◆ How to complete this task ◆
Locate the line that contains "the tracker resubscribes.". Print it and every subsequent line through the final line of the records, exactly and only those.

◆ Listed records ◆

//! Scripted geolocation provider for tests, demos, and the CLI simulator.

use std::collections::VecDeque;
use std::sync::{Arc, Mutex, PoisonError};
use std::time::Duration;

use async_trait::async_trait;
use fairtrack_core::models::{
    Coordinates, ErrorKind, PositionError, PositionOptions, PositionReading,
};
use fairtrack_core::ports::{GeolocationProvider, PositionStream};
use futures::stream;
use serde::{Deserialize, Serialize};
use tokio::sync::Notify;

/// What the simulated platform reports for one step
#[derive(Debug, Clone, PartialEq, Serialize, Deserialize)]
#[serde(tag = "outcome", rename_all = "snake_case")]
pub enum SimulatedOutcome {
    Fix {
        latitude: f64,
        longitude: f64,
        #[serde(default)]
        accuracy_m: Option<f64>,
    },
    Error { kind: ErrorKind },
    /// Ends a watch. A one-shot request that draws this step never answers.
    Close,
}

/// One scripted answer, delivered `after` the request picks it up
#[derive(Debug, Clone, PartialEq)]
pub struct SimulatedStep {
    pub after: Duration,
    pub outcome: SimulatedOutcome,
}

impl SimulatedStep {
    pub fn new(after: Duration, outcome: SimulatedOutcome) -> Self {
        Self { after, outcome }
    }
}

#[derive(Debug, Default)]
struct Inner {
    steps: Mutex<VecDeque<SimulatedStep>>,
    available: Notify,
    requests: Mutex<Vec<PositionOptions>>,
}

/// In-memory provider that plays back a queue of steps.
///
/// Requests and watches draw from one shared queue in order. When the queue is
/// empty a request waits until a step is pushed, so an empty provider behaves
/// like a device that never gets a fix.
#[derive(Debug, Clone, Default)]
pub struct SimulatedProvider {
    inner: Arc<Inner>,
}

impl SimulatedProvider {
    pub fn new() -> Self {
        Self::default()
    }

    pub fn with_steps(steps: impl IntoIterator<Item = SimulatedStep>) -> Self {
        let provider = Self::new();
        for step in steps {
            provider.push(step);
        }
        provider
    }

    pub fn push(&self, step: SimulatedStep) {
        self.inner.steps.lock().unwrap_or_else(PoisonError::into_inner).push_back(step);
        self.inner.available.notify_one();
    }

    /// Queue an immediate fix
    pub fn push_fix(&self, latitude: f64, longitude: f64) {
        self.push(SimulatedStep::new(
            Duration::ZERO,
            SimulatedOutcome::Fix { latitude, longitude, accuracy_m: None },
        ));
    }

    /// Queue an immediate error
    pub fn push_error(&self, kind: ErrorKind) {
        self.push(SimulatedStep::new(Duration::ZERO, SimulatedOutcome::Error { kind }));
    }

    /// Options of every request and watch started so far, oldest first
    pub fn requests(&self) -> Vec<PositionOptions> {
        self.inner.requests.lock().unwrap_or_else(PoisonError::into_inner).clone()
    }

    pub fn request_count(&self) -> usize {
        self.inner.requests.lock().unwrap_or_else(PoisonError::into_inner).len()
    }

    fn record(&self, options: PositionOptions) {
        self.inner.requests.lock().unwrap_or_else(PoisonError::into_inner).push(options);
    }
}

impl Inner {
    fn pop(&self) -> Option<SimulatedStep> {
        self.steps.lock().unwrap_or_else(PoisonError::into_inner).pop_front()
    }

    async fn next_step(&self) -> SimulatedStep {
        loop {
            if let Some(step) = self.pop() {
                if !step.after.is_zero() {
                    tokio::time::sleep(step.after).await;
                }
                return step;
            }
            self.available.notified().await;
        }
    }
}

fn into_result(outcome: SimulatedOutcome) -> Option<Result<PositionReading, PositionError>> {
    match outcome {
        SimulatedOutcome::Fix { latitude, longitude, accuracy_m } => {
            let reading = PositionReading::new(Coordinates::new(latitude, longitude));
            Some(Ok(match accuracy_m {
                Some(accuracy) => reading.with_accuracy(accuracy),
                None => reading,
            }))
        }
        SimulatedOutcome::Error { kind } => {
            Some(Err(PositionError::new(kind, format!("Simulated {}", kind))))
        }
        SimulatedOutcome::Close => None,
    }
}

#[async_trait]
impl GeolocationProvider for SimulatedProvider {
    async fn current_position(
        &self,
        options: PositionOptions,
    ) -> Result<PositionReading, PositionError> {
        self.record(options);
        let step = self.inner.next_step().await;
        match into_result(step.outcome) {
            Some(result) => result,
            None => std::future::pending().await,
        }
    }

    fn watch_position(&self, options: PositionOptions) -> PositionStream {
        self.record(options);
        // A watch that reports an error is finished; the tracker resubscribes.
        let inner = Arc::clone(&self.inner);
        Box::pin(stream::unfold(Some(inner), |state| async move {
            let inner = state?;
            let step = inner.next_step().await;
            into_result(step.outcome).map(|result| {
                let next = result.is_ok().then_some(inner);
                (result, next)
            })
        }))
    }
}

◆ Answer to the exercise ◆
        // A watch that reports an error is finished; the tracker resubscribes.
        let inner = Arc::clone(&self.inner);
        Box::pin(stream::unfold(Some(inner), |state| async move {
            let inner = state?;
            let step = inner.next_step().await;
            into_result(step.outcome).map(|result| {
                let next = result.is_ok().then_some(inner);
                (result, next)
            })
        }))
    }
}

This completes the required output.